WHAT THE EXERCISE ASKS: Among the entries below, how many lines hold "IDENTITY"? Only the number is wanted.

<<<<

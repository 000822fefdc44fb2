//! Head tracking and pose prediction
//!
//! The tracker itself (sensor fusion) lives behind [`HeadTracker`]. The
//! predictor only adds a fixed look-ahead to the query timestamp so the pose
//! matches the moment the frame reaches the display.

use glam::Mat4;
use log::debug;
use serde::{Deserialize, Serialize};
use std::time::Duration;

use crate::math;

/// Screen orientation the tracker should report poses for.
#[derive(Serialize, Deserialize, Clone, Copy, PartialEq, Eq, Debug, Default)]
#[serde(rename_all = "snake_case")]
pub enum DisplayOrientation {
    #[default]
    LandscapeLeft,
    LandscapeRight,
    Portrait,
    PortraitUpsideDown,
}

impl DisplayOrientation {
    /// Rotation about the screen normal from the device's natural (portrait)
    /// frame to this display frame, in radians.
    pub fn screen_rotation(self) -> f32 {
        use std::f32::consts::{FRAC_PI_2, PI};
        match self {
            DisplayOrientation::Portrait => 0.0,
            DisplayOrientation::LandscapeLeft => FRAC_PI_2,
            DisplayOrientation::PortraitUpsideDown => PI,
            DisplayOrientation::LandscapeRight => -FRAC_PI_2,
        }
    }
}

/// A single tracker sample. Not persisted; queried fresh every frame.
#[derive(Debug, Clone, Copy, PartialEq)]
pub struct HeadPose {
    pub position: [f32; 3],
    /// Quaternion, `[x, y, z, w]`.
    pub orientation: [f32; 4],
}

impl HeadPose {
    pub const IDENTITY: Self = Self {
        position: [0.0; 3],
        orientation: [0.0, 0.0, 0.0, 1.0],
    };

    /// translation(position) * rotation(orientation)
    pub fn to_matrix(&self) -> Mat4 {
        math::pose_matrix(self.position, self.orientation)
    }
}

impl Default for HeadPose {
    fn default() -> Self {
        Self::IDENTITY
    }
}

/// Head tracking capability. Created by the platform, destroyed on drop.
pub trait HeadTracker {
    fn pause(&mut self);
    fn resume(&mut self);
    /// Pose expected at `timestamp_ns` on the boot-time clock.
    fn pose(&mut self, timestamp_ns: u64, orientation: DisplayOrientation) -> HeadPose;
}

/// Monotonic clock in the tracker's time base.
pub trait Clock {
    fn now_ns(&self) -> u64;
}

/// `CLOCK_BOOTTIME`, the time base Android sensor events are stamped with.
#[derive(Debug, Default, Clone, Copy)]
pub struct BootClock;

#[cfg(any(target_os = "linux", target_os = "android"))]
impl Clock for BootClock {
    fn now_ns(&self) -> u64 {
        // Safety: timespec is plain data; CLOCK_BOOTTIME exists on these targets.
        let mut ts: libc::timespec = unsafe { std::mem::zeroed() };
        let rc = unsafe { libc::clock_gettime(libc::CLOCK_BOOTTIME, &mut ts) };
        if rc != 0 {
            return 0;
        }
        ts.tv_sec as u64 * 1_000_000_000 + ts.tv_nsec as u64
    }
}

#[cfg(not(any(target_os = "linux", target_os = "android")))]
impl Clock for BootClock {
    fn now_ns(&self) -> u64 {
        use std::sync::OnceLock;
        use std::time::Instant;

        static START: OnceLock<Instant> = OnceLock::new();
        START.get_or_init(Instant::now).elapsed().as_nanos() as u64
    }
}

/// Queries the tracker `offset` ahead of now to hide pipeline latency.
pub struct PosePredictor {
    tracker: Box<dyn HeadTracker>,
    clock: Box<dyn Clock>,
    offset: Duration,
    orientation: DisplayOrientation,
}

impl PosePredictor {
    pub fn new(
        tracker: Box<dyn HeadTracker>,
        clock: Box<dyn Clock>,
        offset: Duration,
        orientation: DisplayOrientation,
    ) -> Self {
        Self {
            tracker,
            clock,
            offset,
            orientation,
        }
    }

    /// Timestamp the next query will use.
    pub fn predicted_timestamp_ns(&self) -> u64 {
        let offset = u64::try_from(self.offset.as_nanos()).unwrap_or(u64::MAX);
        self.clock.now_ns().saturating_add(offset)
    }

    pub fn predict_pose(&mut self) -> HeadPose {
        let timestamp = self.predicted_timestamp_ns();
        let pose = self.tracker.pose(timestamp, self.orientation);
        debug!("Pose @{}ns: pos={:?} rot={:?}", timestamp, pose.position, pose.orientation);
        pose
    }

    /// Predicted head transform, translation then rotation.
    pub fn predict_head_matrix(&mut self) -> Mat4 {
        self.predict_pose().to_matrix()
    }

    pub fn pause(&mut self) {
        self.tracker.pause();
    }

    pub fn resume(&mut self) {
        self.tracker.resume();
    }
}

>>>>

EXERCISE SOLUTION: 2